Welcome to the world of slow-fashion, where revolutionizing the way we shop and the way our garments are produced is the focus. Who could have guessed that when John Legend called us “Ordinary people” and told us to "take it slow” he was talking about fashion? I did, of course.

There are countless reasons for choosing to become a more conscious consumer in the fashion world. Perhaps you are focused on organization, and the pursuit of happiness by focusing on less material things – Dare I say you’re entering the world of minimalism (very trendy right now). Another totally valid reason is that you’ve become aware of the harsh and negative impact that fashion world has on our environment and you’re looking for a change.  This might be your way of protesting unethical work environments in factories.

No matter what motivates you to make this change, we welcome you. To help you get started, here is a brief guide through terms you might come across in your journey through the Fashion Revolution.


The Social Business:

This will probably be a term we are most familiar with. While this is often confused with businesses that use social media to reach their audience, we want to focus on businesses that aim to address a social need and have a positive impact on society.

Warby Parker

Warby Parker chose to address the elitist eyewear industry, recognizing that prescription glasses were highly overpriced, and often unattainable for low-income families. This is why they sell carefully designed frames at affordable prices, and make monthly donations based on the amount of glasses they sell. The company has also recognized that while donations are generally done with good intentions, it adds to the cycle of poverty, so they have chosen to also invest in creating local jobs by training men and women on how to provide eye exams in developing countries. These are the lovely sunnies I sport pretty much daily.

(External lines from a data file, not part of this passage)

use diesel::prelude::*;
use serde::{Deserialize, Serialize};

use storefront_core::customers::Customer;

/// A row of the users table. The storefront only ever reads it; account
/// provisioning happens in the identity system upstream. The Insertable
/// derive stays for test seeding.
#[derive(
    Queryable,
    Identifiable,
    Insertable,
    Selectable,
    PartialEq,
    Serialize,
    Deserialize,
    Debug,
    Clone,
)]
#[diesel(table_name = crate::schema::users)]
#[serde(rename_all = "camelCase")]
pub struct UserDB {
    pub id: String,
    pub user_name: String,
    pub email: String,
    pub role: String,
}

impl From<UserDB> for Customer {
    fn from(db: UserDB) -> Self {
        Customer {
            id: db.id,
            name: db.user_name,
            email: db.email,
        }
    }
}
//! Mutation outcome protocol.
//!
//! Every mutating service operation answers with exactly one
//! [`MutationOutcome`]: a status, a list of diagnostic messages, and - for
//! creations addressed by a single key - the new row's id. Callers branch on
//! the status; the messages are for humans and logs, never parsed.

use serde::{Deserialize, Serialize};

use crate::errors::Error;

/// Status of a completed mutation.
#[derive(Debug, Clone, Copy, PartialEq, Eq, Serialize, Deserialize)]
#[serde(rename_all = "SCREAMING_SNAKE_CASE")]
pub enum MutationStatus {
    /// A new row (or association edge) exists.
    Created,
    /// The targeted row was modified.
    Updated,
    /// The targeted row (and its dependents) no longer exists.
    Deleted,
    /// The target or one of its references does not exist.
    NotFound,
    /// Storage failure, malformed input, or any unexpected condition.
    Error,
}

/// Uniform result of a mutating operation.
#[derive(Debug, Clone, Serialize, Deserialize)]
#[serde(rename_all = "camelCase")]
pub struct MutationOutcome {
    pub status: MutationStatus,
    /// Diagnostic messages enumerating every discovered problem.
    pub messages: Vec<String>,
    /// Identifier of the created row; only ever set when status is Created,
    /// and absent for edges addressed by a composite key.
    #[serde(skip_serializing_if = "Option::is_none")]
    pub created_id: Option<String>,
}

impl MutationOutcome {
    /// Bare outcome with the given status, no messages and no id.
    pub fn new(status: MutationStatus) -> Self {
        Self {
            status,
            messages: Vec::new(),
            created_id: None,
        }
    }

    /// Successful creation of a row with the given id.
    pub fn created(created_id: impl Into<String>) -> Self {
        Self {
            status: MutationStatus::Created,
            messages: Vec::new(),
            created_id: Some(created_id.into()),
        }
    }

    /// Successful in-place modification.
    pub fn updated() -> Self {
        Self::new(MutationStatus::Updated)
    }

    /// Successful removal.
    pub fn deleted() -> Self {
        Self::new(MutationStatus::Deleted)
    }

    /// The target or one of its references is missing.
    pub fn not_found(messages: Vec<String>) -> Self {
        Self {
            status: MutationStatus::NotFound,
            messages,
            created_id: None,
        }
    }

    /// The mutation failed.
    pub fn error(messages: Vec<String>) -> Self {
        Self {
            status: MutationStatus::Error,
            messages,
            created_id: None,
        }
    }

    /// Error outcome carrying a core error's rendering.
    pub fn from_error(err: Error) -> Self {
        Self::error(vec![err.to_string()])
    }

    /// Append one more diagnostic message.
    pub fn with_message(mut self, message: impl Into<String>) -> Self {
        self.messages.push(message.into());
        self
    }

    /// True for Created, Updated, and Deleted.
    pub fn is_success(&self) -> bool {
        matches!(
            self.status,
            MutationStatus::Created | MutationStatus::Updated | MutationStatus::Deleted
        )
    }
}

#[cfg(test)]
mod tests {
    use super::*;
    use crate::errors::DatabaseError;

    #[test]
    fn test_created_carries_id() {
        let outcome = MutationOutcome::created("abc-123");
        assert_eq!(outcome.status, MutationStatus::Created);
        assert_eq!(outcome.created_id.as_deref(), Some("abc-123"));
        assert!(outcome.is_success());
    }

    #[test]
    fn test_non_created_statuses_carry_no_id() {
        for outcome in [
            MutationOutcome::updated(),
            MutationOutcome::deleted(),
            MutationOutcome::not_found(vec!["x".to_string()]),
            MutationOutcome::error(vec!["y".to_string()]),
        ] {
            assert!(outcome.created_id.is_none());
        }
    }

    #[test]
    fn test_not_found_and_error_are_failures() {
        assert!(!MutationOutcome::not_found(vec![]).is_success());
        assert!(!MutationOutcome::error(vec![]).is_success());
    }

    #[test]
    fn test_from_error_renders_the_error() {
        let err = Error::Database(DatabaseError::QueryFailed("disk I/O".to_string()));
        let outcome = MutationOutcome::from_error(err);
        assert_eq!(outcome.status, MutationStatus::Error);
        assert_eq!(outcome.messages.len(), 1);
        assert!(outcome.messages[0].contains("disk I/O"));
    }

    #[test]
    fn test_serializes_status_in_screaming_case() {
        let outcome = MutationOutcome::not_found(vec!["Product was not found.".to_string()]);
        let value = serde_json::to_value(&outcome).unwrap();
        assert_eq!(value["status"], "NOT_FOUND");
        assert_eq!(value["messages"][0], "Product was not found.");
        assert!(value.get("createdId").is_none());
    }
}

My preferred business model is centered around the Chinese proverb: “Give a man a fish, you feed him for one day. Teach a man to fish, you feed him for a lifetime”. Sorry vegans, feel free to replace fish with kale.


Sustainable Fashion:

Here’s a pretty concept that gets tossed around every once in a blue: Sustainable fashion. In theory, sustainable practices aim to retain the earth’s ecological balance without causing much environmental harm. Being that the garment industry is one of the world’s biggest contributors to pollution, second only to the oil industry, it makes sense that "woke" brands are striking back and actively aiming to reduce their production waste.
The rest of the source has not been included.